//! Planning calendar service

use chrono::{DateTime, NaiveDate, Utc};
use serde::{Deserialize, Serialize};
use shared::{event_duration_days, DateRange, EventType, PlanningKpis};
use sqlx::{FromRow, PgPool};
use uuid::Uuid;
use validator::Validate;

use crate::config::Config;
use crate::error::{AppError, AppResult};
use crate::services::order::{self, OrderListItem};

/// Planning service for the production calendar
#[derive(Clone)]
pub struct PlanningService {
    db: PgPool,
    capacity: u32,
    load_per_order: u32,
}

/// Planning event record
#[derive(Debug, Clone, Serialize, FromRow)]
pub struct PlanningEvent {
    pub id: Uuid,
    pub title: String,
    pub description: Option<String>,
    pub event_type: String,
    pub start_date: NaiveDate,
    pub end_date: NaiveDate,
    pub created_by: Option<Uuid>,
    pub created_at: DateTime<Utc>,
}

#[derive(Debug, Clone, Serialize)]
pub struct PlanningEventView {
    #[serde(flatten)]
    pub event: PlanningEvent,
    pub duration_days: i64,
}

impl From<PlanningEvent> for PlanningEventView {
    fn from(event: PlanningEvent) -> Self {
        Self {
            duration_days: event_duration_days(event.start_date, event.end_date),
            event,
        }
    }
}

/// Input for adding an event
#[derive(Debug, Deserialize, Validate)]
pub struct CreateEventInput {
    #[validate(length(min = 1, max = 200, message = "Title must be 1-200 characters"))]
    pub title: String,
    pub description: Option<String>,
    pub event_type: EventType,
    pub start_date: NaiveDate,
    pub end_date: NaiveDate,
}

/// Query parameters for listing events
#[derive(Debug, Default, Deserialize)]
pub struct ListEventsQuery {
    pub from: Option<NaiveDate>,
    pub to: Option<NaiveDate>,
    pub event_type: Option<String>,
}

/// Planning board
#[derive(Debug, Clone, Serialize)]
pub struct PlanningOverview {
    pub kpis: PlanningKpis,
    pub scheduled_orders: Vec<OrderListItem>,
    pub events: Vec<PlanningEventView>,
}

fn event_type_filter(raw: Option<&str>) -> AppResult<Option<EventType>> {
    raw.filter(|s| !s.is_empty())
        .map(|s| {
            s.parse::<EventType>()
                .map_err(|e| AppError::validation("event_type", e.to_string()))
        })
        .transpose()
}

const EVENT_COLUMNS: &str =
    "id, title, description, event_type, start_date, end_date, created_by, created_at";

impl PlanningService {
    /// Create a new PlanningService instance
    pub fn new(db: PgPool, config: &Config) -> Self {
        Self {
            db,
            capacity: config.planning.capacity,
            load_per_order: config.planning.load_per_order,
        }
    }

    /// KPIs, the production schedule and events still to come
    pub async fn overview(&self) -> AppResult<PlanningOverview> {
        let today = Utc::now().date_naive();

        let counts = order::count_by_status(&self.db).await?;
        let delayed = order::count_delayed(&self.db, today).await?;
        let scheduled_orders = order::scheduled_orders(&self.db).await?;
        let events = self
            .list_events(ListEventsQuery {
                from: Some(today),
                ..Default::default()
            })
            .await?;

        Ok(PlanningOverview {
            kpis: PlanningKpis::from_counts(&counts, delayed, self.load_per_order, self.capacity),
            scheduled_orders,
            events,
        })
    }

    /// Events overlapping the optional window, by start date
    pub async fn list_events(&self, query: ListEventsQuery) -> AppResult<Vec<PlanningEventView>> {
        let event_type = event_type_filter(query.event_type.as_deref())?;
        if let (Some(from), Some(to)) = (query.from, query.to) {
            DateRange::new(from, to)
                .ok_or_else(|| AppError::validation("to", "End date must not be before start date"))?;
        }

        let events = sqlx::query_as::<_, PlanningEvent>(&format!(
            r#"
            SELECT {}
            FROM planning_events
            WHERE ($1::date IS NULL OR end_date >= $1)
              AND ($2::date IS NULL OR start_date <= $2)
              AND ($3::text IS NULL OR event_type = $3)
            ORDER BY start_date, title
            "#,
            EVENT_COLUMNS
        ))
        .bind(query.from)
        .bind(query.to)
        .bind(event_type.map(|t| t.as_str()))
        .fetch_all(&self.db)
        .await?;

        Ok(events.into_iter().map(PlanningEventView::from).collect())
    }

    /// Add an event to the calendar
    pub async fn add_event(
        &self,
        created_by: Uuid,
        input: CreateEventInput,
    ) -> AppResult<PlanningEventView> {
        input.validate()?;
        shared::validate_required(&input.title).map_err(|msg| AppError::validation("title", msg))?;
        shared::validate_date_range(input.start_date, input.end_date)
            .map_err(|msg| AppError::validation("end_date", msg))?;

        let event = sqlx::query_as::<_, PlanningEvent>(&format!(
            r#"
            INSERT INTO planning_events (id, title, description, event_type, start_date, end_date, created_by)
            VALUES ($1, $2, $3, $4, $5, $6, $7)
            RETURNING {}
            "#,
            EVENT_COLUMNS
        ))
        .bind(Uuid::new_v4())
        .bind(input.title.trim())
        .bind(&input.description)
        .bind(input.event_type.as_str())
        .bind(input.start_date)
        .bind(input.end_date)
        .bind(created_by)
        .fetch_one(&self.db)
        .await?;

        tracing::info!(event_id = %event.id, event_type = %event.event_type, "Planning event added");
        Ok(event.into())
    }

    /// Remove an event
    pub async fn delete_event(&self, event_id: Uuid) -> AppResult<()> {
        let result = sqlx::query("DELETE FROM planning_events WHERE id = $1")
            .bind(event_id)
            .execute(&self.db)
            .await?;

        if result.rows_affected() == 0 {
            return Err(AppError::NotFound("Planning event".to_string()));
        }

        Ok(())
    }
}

******************************

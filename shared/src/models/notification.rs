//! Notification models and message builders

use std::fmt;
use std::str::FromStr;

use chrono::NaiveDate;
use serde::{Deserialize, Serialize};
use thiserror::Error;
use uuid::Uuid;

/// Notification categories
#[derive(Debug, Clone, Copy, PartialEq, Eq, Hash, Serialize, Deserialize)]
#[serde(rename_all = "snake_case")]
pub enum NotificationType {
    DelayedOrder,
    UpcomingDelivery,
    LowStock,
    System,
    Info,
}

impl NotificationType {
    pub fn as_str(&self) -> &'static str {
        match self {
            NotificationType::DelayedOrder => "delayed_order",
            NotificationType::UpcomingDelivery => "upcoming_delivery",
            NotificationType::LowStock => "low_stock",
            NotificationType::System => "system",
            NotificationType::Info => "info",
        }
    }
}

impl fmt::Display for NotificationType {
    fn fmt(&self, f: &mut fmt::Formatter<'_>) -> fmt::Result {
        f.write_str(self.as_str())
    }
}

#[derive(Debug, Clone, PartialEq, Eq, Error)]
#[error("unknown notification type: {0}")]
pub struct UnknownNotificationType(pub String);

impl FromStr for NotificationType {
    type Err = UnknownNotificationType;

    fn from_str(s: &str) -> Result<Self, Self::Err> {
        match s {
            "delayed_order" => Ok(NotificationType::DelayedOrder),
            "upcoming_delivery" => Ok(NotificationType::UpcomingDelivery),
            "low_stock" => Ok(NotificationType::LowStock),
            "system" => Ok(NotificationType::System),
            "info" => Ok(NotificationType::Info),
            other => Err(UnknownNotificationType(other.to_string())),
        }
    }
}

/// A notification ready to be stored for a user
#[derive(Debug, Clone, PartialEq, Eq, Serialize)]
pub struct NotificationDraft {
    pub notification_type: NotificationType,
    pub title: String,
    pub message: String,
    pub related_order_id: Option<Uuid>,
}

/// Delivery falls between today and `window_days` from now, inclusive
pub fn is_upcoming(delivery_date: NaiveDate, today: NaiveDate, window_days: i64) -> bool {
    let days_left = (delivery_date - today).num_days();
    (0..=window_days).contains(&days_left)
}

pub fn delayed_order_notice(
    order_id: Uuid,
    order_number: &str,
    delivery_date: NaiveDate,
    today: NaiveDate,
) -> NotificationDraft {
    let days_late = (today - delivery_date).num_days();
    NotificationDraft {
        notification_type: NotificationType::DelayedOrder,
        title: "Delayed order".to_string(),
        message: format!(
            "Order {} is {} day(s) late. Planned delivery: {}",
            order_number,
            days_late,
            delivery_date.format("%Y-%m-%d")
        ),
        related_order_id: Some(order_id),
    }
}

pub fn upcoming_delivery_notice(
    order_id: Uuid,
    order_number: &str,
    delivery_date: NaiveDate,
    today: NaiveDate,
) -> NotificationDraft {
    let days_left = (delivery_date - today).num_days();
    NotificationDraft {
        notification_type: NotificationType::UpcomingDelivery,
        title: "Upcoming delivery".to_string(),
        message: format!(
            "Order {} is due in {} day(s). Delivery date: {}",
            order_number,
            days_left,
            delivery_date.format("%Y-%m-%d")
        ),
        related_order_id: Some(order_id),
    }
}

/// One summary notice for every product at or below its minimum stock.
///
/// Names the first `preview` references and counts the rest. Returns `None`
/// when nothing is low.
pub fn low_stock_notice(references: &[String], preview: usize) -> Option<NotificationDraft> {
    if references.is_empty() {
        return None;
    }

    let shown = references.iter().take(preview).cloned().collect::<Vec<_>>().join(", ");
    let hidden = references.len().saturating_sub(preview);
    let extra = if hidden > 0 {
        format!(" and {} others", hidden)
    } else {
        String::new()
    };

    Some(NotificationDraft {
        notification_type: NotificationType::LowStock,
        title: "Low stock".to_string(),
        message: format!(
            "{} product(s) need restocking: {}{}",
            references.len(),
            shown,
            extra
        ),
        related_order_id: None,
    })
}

******************************

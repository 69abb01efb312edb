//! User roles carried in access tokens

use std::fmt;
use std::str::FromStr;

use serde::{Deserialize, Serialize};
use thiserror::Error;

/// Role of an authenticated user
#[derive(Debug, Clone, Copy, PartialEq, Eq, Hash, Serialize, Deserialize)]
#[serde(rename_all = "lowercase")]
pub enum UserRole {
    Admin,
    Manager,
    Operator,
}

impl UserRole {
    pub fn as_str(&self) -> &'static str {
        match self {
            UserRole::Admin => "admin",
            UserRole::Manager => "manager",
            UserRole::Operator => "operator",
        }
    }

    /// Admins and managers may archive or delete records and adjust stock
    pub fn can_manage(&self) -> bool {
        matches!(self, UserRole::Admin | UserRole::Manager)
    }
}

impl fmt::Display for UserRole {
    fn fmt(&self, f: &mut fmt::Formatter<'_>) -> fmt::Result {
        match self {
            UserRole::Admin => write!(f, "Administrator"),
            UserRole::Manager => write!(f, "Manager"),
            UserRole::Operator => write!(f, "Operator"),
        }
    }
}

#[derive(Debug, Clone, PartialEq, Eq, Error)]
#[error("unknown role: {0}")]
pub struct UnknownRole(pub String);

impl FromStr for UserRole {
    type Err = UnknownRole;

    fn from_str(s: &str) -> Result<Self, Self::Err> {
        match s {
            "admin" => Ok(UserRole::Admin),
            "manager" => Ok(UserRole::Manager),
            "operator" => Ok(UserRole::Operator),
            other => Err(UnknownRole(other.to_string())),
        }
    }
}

******************************

● Requirement: If a line in the material above contains the word "must", it counts; give only the number of such lines.

● Written answer: 2